Please copy out the entries until you have copied the line that contains "let (soft_delete_where, filter_join)", beginning with the first line.

[Opening Source material section]

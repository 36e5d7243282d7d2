//! List operation
//!
//! The generated function assembles its statement at run time: the static
//! SELECT, an optional soft-delete predicate, the caller's filter and sort
//! order, then LIMIT/OFFSET when they are non-zero.

use super::templates::TemplateRegistry;
use super::{sql, Operation, OperationRenderer};
use crate::error::Result;
use crate::registry::{Declaration, DeclarationSink, IMPORT_FMT, IMPORT_STRINGS};
use crate::state::FieldRoles;
use serde::Serialize;

/// Values placed into the List template
#[derive(Debug, Clone, PartialEq, Eq, Serialize)]
pub struct ListContext {
    /// Function-name suffix
    pub suffix: String,
    /// Record type name
    pub model: String,
    /// `SELECT <read columns> FROM <table>`
    pub select: String,
    /// `WHERE <soft delete> IS NULL`, empty without a soft-delete field
    pub soft_delete_where: String,
    /// Keyword joining the caller's filter: `AND` after a soft-delete clause, else `WHERE`
    pub filter_join: String,
    /// Scan targets for each row
    pub scan: String,
}

impl ListContext {
    /// Build the context from classified roles
    #[must_use]
    pub fn from_roles(roles: &FieldRoles) -> Self {
        let (soft_delete_where, filter_join) = roles.soft_delete_column().map_or_else(
            || (String::new(), "WHERE"),
            |column| (format!("WHERE {}", sql::is_null(column)), "AND"),
        );
        Self {
            suffix: roles.suffix().to_string(),
            model: roles.model().to_string(),
            select: sql::select(&roles.read_field_columns(""), roles.table()),
            soft_delete_where,
            filter_join: filter_join.to_string(),
            scan: roles.read_field_names("&e.").join(", "),
        }
    }
}

/// Renders `List<Suffix>`
#[derive(Debug, Clone, Copy, Default)]
pub struct ListRenderer;

impl OperationRenderer for ListRenderer {
    fn operation(&self) -> Operation {
        Operation::List
    }

    fn render(
        &self,
        roles: &FieldRoles,
        sink: &mut dyn DeclarationSink,
        templates: &TemplateRegistry,
    ) -> Result<String> {
        sink.ensure_declared(Declaration::Queryer);
        sink.ensure_declared(Declaration::SqlFilter);
        sink.ensure_declared(Declaration::SqlSorter);
        sink.require_import(IMPORT_FMT);
        sink.require_import(IMPORT_STRINGS);
        templates.render("list", &ListContext::from_roles(roles))
    }
}

#[cfg(test)]
mod tests {
    use super::*;
    use crate::registry::SharedDeclarationRegistry;
    use crate::render::fixtures;

    #[test]
    fn test_list_context_with_soft_delete() {
        let ctx = ListContext::from_roles(&fixtures::foo(true));
        assert_eq!(ctx.select, "SELECT id, name FROM Foo");
        assert_eq!(ctx.soft_delete_where, "WHERE deleted_at IS NULL");
        assert_eq!(ctx.filter_join, "AND");
        assert_eq!(ctx.scan, "&e.ID, &e.Name");
    }

    #[test]
    fn test_list_context_without_soft_delete() {
        let ctx = ListContext::from_roles(&fixtures::foo(false));
        assert!(ctx.soft_delete_where.is_empty());
        assert_eq!(ctx.filter_join, "WHERE");
    }

    #[test]
    fn test_render_list() {
        let mut registry = SharedDeclarationRegistry::new();
        let templates = TemplateRegistry::new().unwrap();
        let text = ListRenderer
            .render(&fixtures::foo(true), &mut registry, &templates)
            .unwrap();

        assert!(text.contains("func ListFoo(db cruderQueryer, limit, offset uint64, filter cruderSQLFilter, sorter cruderSQLSorter) ([]Foo, error) {"));
        assert!(text.contains("sqlParts := []string{`SELECT id, name FROM Foo`}\n\tsqlParts = append(sqlParts, `WHERE deleted_at IS NULL`)\n"));
        assert!(text.contains("\"AND \"+filters"));
        assert!(text.contains("fmt.Sprintf(\"LIMIT %d\", limit)"));
        assert!(text.contains("return r, rows.Err()"));
        assert_eq!(
            registry.declarations(),
            vec![Declaration::Queryer, Declaration::SqlFilter, Declaration::SqlSorter]
        );
        let imports: Vec<_> = registry.imports().collect();
        assert_eq!(imports, vec!["database/sql", "fmt", "strings"]);
    }

    #[test]
    fn test_render_list_without_soft_delete() {
        let mut registry = SharedDeclarationRegistry::new();
        let templates = TemplateRegistry::new().unwrap();
        let text = ListRenderer
            .render(&fixtures::foo(false), &mut registry, &templates)
            .unwrap();

        assert!(!text.contains("IS NULL"));
        assert!(text.contains("\"WHERE \"+filters"));
    }
}
//! Integration tests for the crudgen binary

use std::fs;
use std::path::Path;
use std::process::{Command, Output};
use tempfile::TempDir;

const MANIFEST: &str = r#"{
    "package": "example",
    "records": [
        {
            "name": "Foo",
            "fields": [
                { "name": "ID", "type": "uint64", "tag": "db:\"id\"" },
                { "name": "Name", "type": "string", "tag": "db:\"name\"" },
                { "name": "DeletedAt", "type": "time.Time", "tag": "db:\"deleted_at\"" }
            ]
        },
        { "name": "Status", "kind": "int" }
    ]
}"#;

fn workspace() -> TempDir {
    let dir = TempDir::new().unwrap();
    fs::write(dir.path().join("types.json"), MANIFEST).unwrap();
    dir
}

fn crudgen(dir: &Path, args: &[&str]) -> Output {
    Command::new(env!("CARGO_BIN_EXE_crudgen"))
        .args(args)
        .current_dir(dir)
        .env_remove("RUST_LOG")
        .output()
        .unwrap()
}

fn stdout(output: &Output) -> String {
    String::from_utf8_lossy(&output.stdout).into_owned()
}

fn stderr(output: &Output) -> String {
    String::from_utf8_lossy(&output.stderr).into_owned()
}

#[test]
fn test_generate_to_stdout() {
    let dir = workspace();
    let output = crudgen(dir.path(), &["generate", "Foo", "--manifest", "types.json"]);

    assert!(output.status.success(), "{}", stderr(&output));
    let text = stdout(&output);
    assert!(text.starts_with("package example\n"));
    assert!(text.contains("`SELECT id, name FROM Foo WHERE id = $1 AND deleted_at IS NULL`"));
    assert!(text.contains("func DeleteFoo(db cruderExecer, id interface{}) error"));
}

#[test]
fn test_selected_operations_and_overrides() {
    let dir = workspace();
    let output = crudgen(
        dir.path(),
        &[
            "generate",
            "Foo",
            "--manifest",
            "types.json",
            "--fn",
            "get",
            "--fn",
            "delete",
            "--table",
            "foos",
            "--skipsuffix",
        ],
    );

    assert!(output.status.success(), "{}", stderr(&output));
    let text = stdout(&output);
    assert!(text.contains("func Get(db cruderQueryRower"));
    assert!(text.contains("func Delete(db cruderExecer"));
    assert!(!text.contains("func Create("));
    assert!(text.contains("FROM foos WHERE"));
}

#[test]
fn test_config_file_is_applied() {
    let dir = workspace();
    fs::write(
        dir.path().join("crudgen.toml"),
        "operations = [\"list\"]\npackage = \"store\"\n",
    )
    .unwrap();
    let output = crudgen(dir.path(), &["generate", "Foo", "--manifest", "types.json"]);

    assert!(output.status.success(), "{}", stderr(&output));
    let text = stdout(&output);
    assert!(text.starts_with("package store\n"));
    assert!(text.contains("func ListFoo("));
    assert!(!text.contains("func GetFoo("));
}

#[test]
fn test_inline_fields() {
    let dir = workspace();
    let output = crudgen(
        dir.path(),
        &[
            "generate",
            "Bar",
            "--field",
            "ID:int64:id",
            "--field",
            "Label:string:label",
            "--pkg",
            "store",
            "--fn",
            "create",
        ],
    );

    assert!(output.status.success(), "{}", stderr(&output));
    assert!(stdout(&output).contains("`INSERT INTO Bar (label) VALUES ($1) RETURNING id, label`"));
}

#[test]
fn test_output_and_check() {
    let dir = workspace();
    let args = ["generate", "Foo", "--manifest", "types.json", "--output", "gen/foo_crud.go"];

    let output = crudgen(dir.path(), &args);
    assert!(output.status.success(), "{}", stderr(&output));
    let written = fs::read_to_string(dir.path().join("gen/foo_crud.go")).unwrap();
    assert!(written.contains("func CreateFoo("));

    let mut check = args.to_vec();
    check.push("--check");
    let output = crudgen(dir.path(), &check);
    assert_eq!(output.status.code(), Some(0), "{}", stderr(&output));

    fs::write(dir.path().join("gen/foo_crud.go"), written.replace("CreateFoo", "MakeFoo")).unwrap();
    let output = crudgen(dir.path(), &check);
    assert_eq!(output.status.code(), Some(2));
    assert!(stdout(&output).contains("+func CreateFoo("));
    let unchanged = fs::read_to_string(dir.path().join("gen/foo_crud.go")).unwrap();
    assert!(unchanged.contains("MakeFoo"));
}

#[test]
fn test_errors_exit_with_one() {
    let dir = workspace();
    for args in [
        vec!["generate", "Foo", "--manifest", "types.json", "--readfields", "ID,Age"],
        vec!["generate", "Missing", "--manifest", "types.json"],
        vec!["generate", "Status", "--manifest", "types.json"],
        vec!["generate", "Foo", "--manifest", "types.json", "--fn", "upsert"],
        vec!["generate", "Foo", "--manifest", "types.json", "--softdeletefield", "ID"],
        vec!["generate", "Foo", "--manifest", "types.json", "--writefields", "ID"],
    ] {
        let output = crudgen(dir.path(), &args);
        assert_eq!(output.status.code(), Some(1), "{args:?}");
        assert!(stdout(&output).is_empty(), "{args:?}");
    }

    let output = crudgen(
        dir.path(),
        &["generate", "Foo", "--manifest", "types.json", "--readfields", "ID,Age"],
    );
    assert!(stderr(&output).contains("the field Age does not exist in struct Foo"));
}

#[test]
fn test_inspect() {
    let dir = workspace();
    let output = crudgen(dir.path(), &["inspect", "Foo", "--manifest", "types.json"]);

    assert!(output.status.success(), "{}", stderr(&output));
    let text = stdout(&output);
    assert!(text.contains("[primary, read]"));
    assert!(text.contains("[soft-delete]"));
}
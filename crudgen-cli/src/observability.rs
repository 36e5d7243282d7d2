//! Logging setup for the CLI
//!
//! Events go to stderr so generated source on stdout stays clean.

use anyhow::Result;
use tracing_subscriber::{layer::SubscriberExt, util::SubscriberInitExt, EnvFilter};

/// Install the global subscriber
///
/// `RUST_LOG` wins when set; otherwise `verbose` picks the level
/// (0 = warn, 1 = debug, 2+ = trace).
///
/// # Errors
///
/// Returns an error if a global subscriber is already installed.
pub fn init(verbose: u8) -> Result<()> {
    let env_filter = EnvFilter::try_from_default_env().unwrap_or_else(|_| {
        EnvFilter::new(match verbose {
            0 => "warn",
            1 => "warn,crudgen=debug,crudgen_cli_lib=debug",
            _ => "warn,crudgen=trace,crudgen_cli_lib=trace",
        })
    });

    tracing_subscriber::registry()
        .with(env_filter)
        .with(
            tracing_subscriber::fmt::layer()
                .with_writer(std::io::stderr)
                .with_target(false),
        )
        .try_init()?;

    Ok(())
}
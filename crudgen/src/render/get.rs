//! Get operation

use super::templates::TemplateRegistry;
use super::{sql, Operation, OperationRenderer};
use crate::error::Result;
use crate::registry::{Declaration, DeclarationSink};
use crate::state::FieldRoles;
use serde::Serialize;

/// Values placed into the Get template
#[derive(Debug, Clone, PartialEq, Eq, Serialize)]
pub struct GetContext {
    /// Function-name suffix
    pub suffix: String,
    /// Record type name
    pub model: String,
    /// SELECT keyed on the primary column
    pub query: String,
    /// Scan targets for the returned row
    pub scan: String,
}

impl GetContext {
    /// Build the context from classified roles
    #[must_use]
    pub fn from_roles(roles: &FieldRoles) -> Self {
        let query = format!(
            "{} {}",
            sql::select(&roles.read_field_columns(""), roles.table()),
            sql::where_primary(roles.primary_column(), 1, roles.soft_delete_column()),
        );
        Self {
            suffix: roles.suffix().to_string(),
            model: roles.model().to_string(),
            query,
            scan: roles.read_field_names("&y.").join(", "),
        }
    }
}

/// Renders `Get<Suffix>`
///
/// The generated function propagates `sql.ErrNoRows` from `Scan` unchanged.
#[derive(Debug, Clone, Copy, Default)]
pub struct GetRenderer;

impl OperationRenderer for GetRenderer {
    fn operation(&self) -> Operation {
        Operation::Get
    }

    fn render(
        &self,
        roles: &FieldRoles,
        sink: &mut dyn DeclarationSink,
        templates: &TemplateRegistry,
    ) -> Result<String> {
        sink.ensure_declared(Declaration::QueryRower);
        templates.render("get", &GetContext::from_roles(roles))
    }
}
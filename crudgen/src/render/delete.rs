//! Delete operation
//!
//! With a soft-delete field the generated statement marks the row instead of
//! removing it. Either way, zero affected rows is reported as
//! `ErrNoRowsAffected` even though the statement itself succeeded.

use super::templates::TemplateRegistry;
use super::{sql, Operation, OperationRenderer};
use crate::error::Result;
use crate::registry::{Declaration, DeclarationSink};
use crate::state::FieldRoles;
use serde::Serialize;

/// Values placed into the Delete template
#[derive(Debug, Clone, PartialEq, Eq, Serialize)]
pub struct DeleteContext {
    /// Function-name suffix
    pub suffix: String,
    /// Logical or physical delete statement
    pub query: String,
}

impl DeleteContext {
    /// Build the context from classified roles
    #[must_use]
    pub fn from_roles(roles: &FieldRoles) -> Self {
        let query = match roles.soft_delete_column() {
            Some(column) => sql::soft_delete(roles.table(), roles.primary_column(), column),
            None => sql::delete(roles.table(), roles.primary_column()),
        };
        Self {
            suffix: roles.suffix().to_string(),
            query,
        }
    }
}

/// Renders `Delete<Suffix>`
#[derive(Debug, Clone, Copy, Default)]
pub struct DeleteRenderer;

impl OperationRenderer for DeleteRenderer {
    fn operation(&self) -> Operation {
        Operation::Delete
    }

    fn render(
        &self,
        roles: &FieldRoles,
        sink: &mut dyn DeclarationSink,
        templates: &TemplateRegistry,
    ) -> Result<String> {
        sink.ensure_declared(Declaration::Execer);
        sink.ensure_declared(Declaration::NoRowsAffected);
        templates.render("delete", &DeleteContext::from_roles(roles))
    }
}
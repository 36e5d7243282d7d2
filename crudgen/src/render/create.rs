//! Create operation

use super::templates::TemplateRegistry;
use super::{sql, Operation, OperationRenderer};
use crate::error::Result;
use crate::registry::{Declaration, DeclarationSink};
use crate::state::FieldRoles;
use serde::Serialize;

/// Values placed into the Create template
#[derive(Debug, Clone, PartialEq, Eq, Serialize)]
pub struct CreateContext {
    /// Function-name suffix
    pub suffix: String,
    /// Record type name
    pub model: String,
    /// INSERT ... RETURNING statement
    pub query: String,
    /// Write values, comma separated; empty when nothing is written
    pub args: String,
    /// Scan targets for the returned row
    pub scan: String,
}

impl CreateContext {
    /// Build the context from classified roles
    #[must_use]
    pub fn from_roles(roles: &FieldRoles) -> Self {
        Self {
            suffix: roles.suffix().to_string(),
            model: roles.model().to_string(),
            query: sql::insert(
                roles.table(),
                &roles.write_field_columns(""),
                &roles.read_field_columns(""),
            ),
            args: roles.write_field_names("x.").join(", "),
            scan: roles.read_field_names("&y.").join(", "),
        }
    }
}

/// Renders `Create<Suffix>`
#[derive(Debug, Clone, Copy, Default)]
pub struct CreateRenderer;

impl OperationRenderer for CreateRenderer {
    fn operation(&self) -> Operation {
        Operation::Create
    }

    fn render(
        &self,
        roles: &FieldRoles,
        sink: &mut dyn DeclarationSink,
        templates: &TemplateRegistry,
    ) -> Result<String> {
        sink.ensure_declared(Declaration::QueryRower);
        templates.render("create", &CreateContext::from_roles(roles))
    }
}

#[cfg(test)]
mod tests {
    use super::*;
    use crate::registry::SharedDeclarationRegistry;
    use crate::render::fixtures;

    #[test]
    fn test_create_context() {
        let ctx = CreateContext::from_roles(&fixtures::foo(true));
        assert_eq!(ctx.query, "INSERT INTO Foo (name) VALUES ($1) RETURNING id, name");
        assert_eq!(ctx.args, "x.Name");
        assert_eq!(ctx.scan, "&y.ID, &y.Name");
    }

    #[test]
    fn test_render_create() {
        let mut registry = SharedDeclarationRegistry::new();
        let templates = TemplateRegistry::new().unwrap();
        let text = CreateRenderer
            .render(&fixtures::foo(true), &mut registry, &templates)
            .unwrap();

        assert!(text.contains("func CreateFoo(db cruderQueryRower, x Foo) (*Foo, error) {"));
        assert!(text.contains("`INSERT INTO Foo (name) VALUES ($1) RETURNING id, name`,\n\t\tx.Name,\n"));
        assert!(text.contains(").Scan(&y.ID, &y.Name)"));
        assert!(registry.is_declared(Declaration::QueryRower));
    }

    #[test]
    fn test_render_create_without_write_fields() {
        let mut roles = fixtures::foo(false);
        roles.set_write_fields::<&str>(&[]).unwrap();
        let mut registry = SharedDeclarationRegistry::new();
        let templates = TemplateRegistry::new().unwrap();
        let text = CreateRenderer.render(&roles, &mut registry, &templates).unwrap();

        assert!(text.contains("`INSERT INTO Foo DEFAULT VALUES RETURNING id, name`,\n\t).Scan("));
    }
}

[Closing Source material section]

Answer to the problem ->
repository 36e5d7243282d7d2
//! List operation
//!
//! The generated function assembles its statement at run time: the static
//! SELECT, an optional soft-delete predicate, the caller's filter and sort
//! order, then LIMIT/OFFSET when they are non-zero.

use super::templates::TemplateRegistry;
use super::{sql, Operation, OperationRenderer};
use crate::error::Result;
use crate::registry::{Declaration, DeclarationSink, IMPORT_FMT, IMPORT_STRINGS};
use crate::state::FieldRoles;
use serde::Serialize;

/// Values placed into the List template
#[derive(Debug, Clone, PartialEq, Eq, Serialize)]
pub struct ListContext {
    /// Function-name suffix
    pub suffix: String,
    /// Record type name
    pub model: String,
    /// `SELECT <read columns> FROM <table>`
    pub select: String,
    /// `WHERE <soft delete> IS NULL`, empty without a soft-delete field
    pub soft_delete_where: String,
    /// Keyword joining the caller's filter: `AND` after a soft-delete clause, else `WHERE`
    pub filter_join: String,
    /// Scan targets for each row
    pub scan: String,
}

impl ListContext {
    /// Build the context from classified roles
    #[must_use]
    pub fn from_roles(roles: &FieldRoles) -> Self {
        let (soft_delete_where, filter_join) = roles.soft_delete_column().map_or_else(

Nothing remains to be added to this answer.